> Data for this exercise
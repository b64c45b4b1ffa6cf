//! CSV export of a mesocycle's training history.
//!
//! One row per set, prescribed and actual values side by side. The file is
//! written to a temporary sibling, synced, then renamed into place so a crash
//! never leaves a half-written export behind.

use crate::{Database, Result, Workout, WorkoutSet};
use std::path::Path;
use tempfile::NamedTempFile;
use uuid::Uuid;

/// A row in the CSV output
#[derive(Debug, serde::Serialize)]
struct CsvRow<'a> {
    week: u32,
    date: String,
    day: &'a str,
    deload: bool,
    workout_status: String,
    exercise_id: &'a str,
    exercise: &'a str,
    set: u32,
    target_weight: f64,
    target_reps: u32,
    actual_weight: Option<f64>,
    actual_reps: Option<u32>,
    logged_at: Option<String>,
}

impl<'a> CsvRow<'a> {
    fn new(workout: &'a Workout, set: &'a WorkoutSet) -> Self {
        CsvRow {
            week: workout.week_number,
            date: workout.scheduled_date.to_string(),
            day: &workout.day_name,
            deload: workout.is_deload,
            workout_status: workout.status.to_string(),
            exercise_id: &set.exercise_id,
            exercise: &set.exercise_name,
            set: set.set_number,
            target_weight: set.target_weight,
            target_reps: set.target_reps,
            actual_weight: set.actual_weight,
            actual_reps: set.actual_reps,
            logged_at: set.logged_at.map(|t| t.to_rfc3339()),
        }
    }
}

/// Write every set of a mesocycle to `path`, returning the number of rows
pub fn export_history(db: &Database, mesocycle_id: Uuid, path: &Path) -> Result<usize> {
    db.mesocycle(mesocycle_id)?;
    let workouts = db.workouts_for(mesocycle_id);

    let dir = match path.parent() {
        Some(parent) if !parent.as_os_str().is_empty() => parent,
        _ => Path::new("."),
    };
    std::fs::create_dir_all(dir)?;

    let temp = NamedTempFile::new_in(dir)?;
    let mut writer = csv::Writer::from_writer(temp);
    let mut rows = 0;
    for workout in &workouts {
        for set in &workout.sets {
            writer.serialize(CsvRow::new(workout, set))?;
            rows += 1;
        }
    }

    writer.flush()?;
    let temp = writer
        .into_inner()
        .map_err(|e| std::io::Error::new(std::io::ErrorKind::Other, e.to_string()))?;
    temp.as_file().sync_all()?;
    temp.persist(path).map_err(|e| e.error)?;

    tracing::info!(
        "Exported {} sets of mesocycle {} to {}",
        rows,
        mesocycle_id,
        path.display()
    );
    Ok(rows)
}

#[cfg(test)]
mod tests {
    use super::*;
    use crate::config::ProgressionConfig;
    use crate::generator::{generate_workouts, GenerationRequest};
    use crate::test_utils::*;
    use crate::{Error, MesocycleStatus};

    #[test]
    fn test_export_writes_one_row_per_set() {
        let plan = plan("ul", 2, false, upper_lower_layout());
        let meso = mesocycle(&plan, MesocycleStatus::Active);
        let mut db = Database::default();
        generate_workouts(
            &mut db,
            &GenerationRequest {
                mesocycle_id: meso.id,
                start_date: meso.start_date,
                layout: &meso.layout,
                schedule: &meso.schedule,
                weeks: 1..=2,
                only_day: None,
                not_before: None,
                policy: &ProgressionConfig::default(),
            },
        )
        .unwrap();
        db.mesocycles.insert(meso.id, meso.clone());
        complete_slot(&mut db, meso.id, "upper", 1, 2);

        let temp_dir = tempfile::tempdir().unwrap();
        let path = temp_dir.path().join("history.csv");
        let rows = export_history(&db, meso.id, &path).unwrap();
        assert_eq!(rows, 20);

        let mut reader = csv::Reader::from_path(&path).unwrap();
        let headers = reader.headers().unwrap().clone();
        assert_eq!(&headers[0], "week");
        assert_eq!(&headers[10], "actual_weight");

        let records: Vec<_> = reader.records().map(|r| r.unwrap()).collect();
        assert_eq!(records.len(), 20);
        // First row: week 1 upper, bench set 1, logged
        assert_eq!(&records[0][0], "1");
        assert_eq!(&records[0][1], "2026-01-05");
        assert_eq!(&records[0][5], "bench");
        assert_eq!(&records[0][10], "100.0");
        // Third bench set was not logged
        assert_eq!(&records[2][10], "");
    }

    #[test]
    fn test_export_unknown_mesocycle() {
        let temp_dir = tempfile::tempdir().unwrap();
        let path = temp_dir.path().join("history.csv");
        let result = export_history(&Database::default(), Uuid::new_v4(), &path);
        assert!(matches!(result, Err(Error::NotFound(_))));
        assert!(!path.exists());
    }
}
---
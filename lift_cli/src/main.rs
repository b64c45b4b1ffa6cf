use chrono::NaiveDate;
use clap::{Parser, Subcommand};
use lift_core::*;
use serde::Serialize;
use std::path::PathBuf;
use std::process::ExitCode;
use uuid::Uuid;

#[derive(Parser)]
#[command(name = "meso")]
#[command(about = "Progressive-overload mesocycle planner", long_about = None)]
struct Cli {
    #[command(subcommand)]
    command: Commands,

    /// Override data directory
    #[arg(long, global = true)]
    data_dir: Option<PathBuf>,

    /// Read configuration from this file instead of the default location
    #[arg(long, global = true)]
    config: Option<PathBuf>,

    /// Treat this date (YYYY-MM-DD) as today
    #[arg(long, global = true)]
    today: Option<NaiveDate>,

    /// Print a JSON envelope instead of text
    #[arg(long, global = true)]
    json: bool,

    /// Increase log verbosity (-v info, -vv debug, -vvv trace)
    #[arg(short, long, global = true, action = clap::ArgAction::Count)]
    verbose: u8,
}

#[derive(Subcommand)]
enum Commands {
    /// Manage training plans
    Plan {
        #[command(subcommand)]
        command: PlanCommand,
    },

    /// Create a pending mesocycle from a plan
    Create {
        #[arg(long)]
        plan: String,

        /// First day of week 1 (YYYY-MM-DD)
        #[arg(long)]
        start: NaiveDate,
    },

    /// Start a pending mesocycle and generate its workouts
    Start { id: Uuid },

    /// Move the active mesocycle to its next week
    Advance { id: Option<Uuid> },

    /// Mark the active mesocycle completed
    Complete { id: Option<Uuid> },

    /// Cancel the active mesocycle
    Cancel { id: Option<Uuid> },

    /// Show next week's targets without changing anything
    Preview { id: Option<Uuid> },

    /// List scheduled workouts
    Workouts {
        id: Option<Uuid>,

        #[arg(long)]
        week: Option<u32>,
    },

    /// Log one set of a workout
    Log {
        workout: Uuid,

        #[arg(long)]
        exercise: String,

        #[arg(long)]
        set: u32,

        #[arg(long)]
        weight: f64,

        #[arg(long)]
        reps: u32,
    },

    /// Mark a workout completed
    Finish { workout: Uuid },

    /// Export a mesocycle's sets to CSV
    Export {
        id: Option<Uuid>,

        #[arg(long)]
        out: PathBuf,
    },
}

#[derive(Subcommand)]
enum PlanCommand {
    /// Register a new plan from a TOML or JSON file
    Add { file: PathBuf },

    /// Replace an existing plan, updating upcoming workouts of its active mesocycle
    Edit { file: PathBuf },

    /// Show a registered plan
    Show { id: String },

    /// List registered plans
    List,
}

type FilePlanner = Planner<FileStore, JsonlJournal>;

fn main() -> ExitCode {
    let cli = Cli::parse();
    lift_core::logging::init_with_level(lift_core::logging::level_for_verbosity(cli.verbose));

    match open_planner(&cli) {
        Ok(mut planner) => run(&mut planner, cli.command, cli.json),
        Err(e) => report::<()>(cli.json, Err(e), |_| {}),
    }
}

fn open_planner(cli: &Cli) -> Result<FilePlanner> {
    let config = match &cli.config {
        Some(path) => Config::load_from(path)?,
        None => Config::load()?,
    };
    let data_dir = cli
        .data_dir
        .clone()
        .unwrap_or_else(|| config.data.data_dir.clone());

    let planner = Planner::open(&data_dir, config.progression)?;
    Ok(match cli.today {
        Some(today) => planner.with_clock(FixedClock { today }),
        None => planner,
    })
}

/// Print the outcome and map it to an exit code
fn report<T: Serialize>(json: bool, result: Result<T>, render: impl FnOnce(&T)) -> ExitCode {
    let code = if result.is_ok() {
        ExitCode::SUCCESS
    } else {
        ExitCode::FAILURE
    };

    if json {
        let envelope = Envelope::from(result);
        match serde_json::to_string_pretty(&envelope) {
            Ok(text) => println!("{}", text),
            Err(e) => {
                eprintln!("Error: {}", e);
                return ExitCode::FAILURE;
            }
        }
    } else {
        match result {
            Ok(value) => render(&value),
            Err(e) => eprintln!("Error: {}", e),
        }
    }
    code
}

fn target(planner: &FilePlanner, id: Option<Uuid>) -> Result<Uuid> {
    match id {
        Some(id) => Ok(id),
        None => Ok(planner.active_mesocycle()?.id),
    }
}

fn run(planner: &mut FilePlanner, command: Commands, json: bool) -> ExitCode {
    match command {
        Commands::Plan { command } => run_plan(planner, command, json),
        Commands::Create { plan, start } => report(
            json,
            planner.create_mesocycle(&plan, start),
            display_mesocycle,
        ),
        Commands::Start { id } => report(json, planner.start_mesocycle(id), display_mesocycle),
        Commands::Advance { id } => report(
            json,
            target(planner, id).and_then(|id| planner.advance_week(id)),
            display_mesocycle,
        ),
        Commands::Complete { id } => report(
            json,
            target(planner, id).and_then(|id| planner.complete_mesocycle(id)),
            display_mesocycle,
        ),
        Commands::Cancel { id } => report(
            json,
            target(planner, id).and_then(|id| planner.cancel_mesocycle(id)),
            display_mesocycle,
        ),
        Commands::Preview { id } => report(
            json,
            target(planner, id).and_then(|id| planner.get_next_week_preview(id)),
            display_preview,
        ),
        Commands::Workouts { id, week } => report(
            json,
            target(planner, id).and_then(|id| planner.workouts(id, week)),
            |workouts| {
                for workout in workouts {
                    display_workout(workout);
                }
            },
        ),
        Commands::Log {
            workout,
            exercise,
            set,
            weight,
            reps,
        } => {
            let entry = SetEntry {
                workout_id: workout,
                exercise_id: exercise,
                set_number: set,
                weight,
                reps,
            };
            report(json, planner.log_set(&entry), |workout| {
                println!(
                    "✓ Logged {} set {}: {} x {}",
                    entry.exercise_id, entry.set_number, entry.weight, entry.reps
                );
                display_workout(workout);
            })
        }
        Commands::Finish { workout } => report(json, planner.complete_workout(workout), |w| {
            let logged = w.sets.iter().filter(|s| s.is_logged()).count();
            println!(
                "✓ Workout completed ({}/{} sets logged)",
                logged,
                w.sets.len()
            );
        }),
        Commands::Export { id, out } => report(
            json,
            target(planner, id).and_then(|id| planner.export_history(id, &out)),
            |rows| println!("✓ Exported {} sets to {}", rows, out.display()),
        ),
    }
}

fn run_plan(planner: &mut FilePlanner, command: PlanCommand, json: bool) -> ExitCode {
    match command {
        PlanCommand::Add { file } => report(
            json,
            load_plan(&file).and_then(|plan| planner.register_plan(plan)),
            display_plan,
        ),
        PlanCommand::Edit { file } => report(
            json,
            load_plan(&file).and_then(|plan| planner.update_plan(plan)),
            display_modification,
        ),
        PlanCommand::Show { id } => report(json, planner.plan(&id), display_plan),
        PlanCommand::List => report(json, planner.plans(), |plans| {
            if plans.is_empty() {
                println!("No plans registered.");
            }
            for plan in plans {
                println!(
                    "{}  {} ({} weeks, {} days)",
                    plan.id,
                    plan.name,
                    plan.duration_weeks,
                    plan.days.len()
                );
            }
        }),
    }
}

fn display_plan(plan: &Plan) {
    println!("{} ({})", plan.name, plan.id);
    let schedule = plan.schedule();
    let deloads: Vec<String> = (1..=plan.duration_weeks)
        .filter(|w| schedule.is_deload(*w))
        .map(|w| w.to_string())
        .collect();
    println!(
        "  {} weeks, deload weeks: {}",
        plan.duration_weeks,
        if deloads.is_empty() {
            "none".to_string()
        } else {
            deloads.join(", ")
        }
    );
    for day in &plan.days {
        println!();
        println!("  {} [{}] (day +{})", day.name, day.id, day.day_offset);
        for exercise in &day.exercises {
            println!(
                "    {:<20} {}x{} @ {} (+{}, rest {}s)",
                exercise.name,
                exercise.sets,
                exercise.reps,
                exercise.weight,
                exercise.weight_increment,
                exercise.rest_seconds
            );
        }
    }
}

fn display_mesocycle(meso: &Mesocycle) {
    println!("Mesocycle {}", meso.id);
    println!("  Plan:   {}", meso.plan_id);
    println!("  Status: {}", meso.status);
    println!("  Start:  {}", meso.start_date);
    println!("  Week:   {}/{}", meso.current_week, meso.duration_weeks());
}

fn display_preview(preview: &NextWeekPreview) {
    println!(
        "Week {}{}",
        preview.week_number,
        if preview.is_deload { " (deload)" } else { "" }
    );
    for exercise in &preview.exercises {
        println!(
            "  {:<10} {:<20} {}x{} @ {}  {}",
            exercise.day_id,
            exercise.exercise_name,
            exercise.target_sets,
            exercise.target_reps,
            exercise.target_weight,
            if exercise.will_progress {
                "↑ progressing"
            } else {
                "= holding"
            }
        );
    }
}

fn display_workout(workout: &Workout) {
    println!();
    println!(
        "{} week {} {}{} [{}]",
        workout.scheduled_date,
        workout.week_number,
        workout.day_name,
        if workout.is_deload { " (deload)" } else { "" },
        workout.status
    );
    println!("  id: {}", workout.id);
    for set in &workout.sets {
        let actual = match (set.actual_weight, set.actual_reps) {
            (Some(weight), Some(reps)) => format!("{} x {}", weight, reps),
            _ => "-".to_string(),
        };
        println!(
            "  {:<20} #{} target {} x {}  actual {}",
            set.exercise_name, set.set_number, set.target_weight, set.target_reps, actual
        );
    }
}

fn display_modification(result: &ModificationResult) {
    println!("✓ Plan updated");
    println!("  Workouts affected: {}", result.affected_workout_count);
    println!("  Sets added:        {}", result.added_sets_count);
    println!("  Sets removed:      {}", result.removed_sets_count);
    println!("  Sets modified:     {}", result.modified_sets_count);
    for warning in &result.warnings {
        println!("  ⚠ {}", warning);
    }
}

> Task requirements
Looking at the records above, work out how many lines include the word "crate", then give that number by itself.

> Response box
5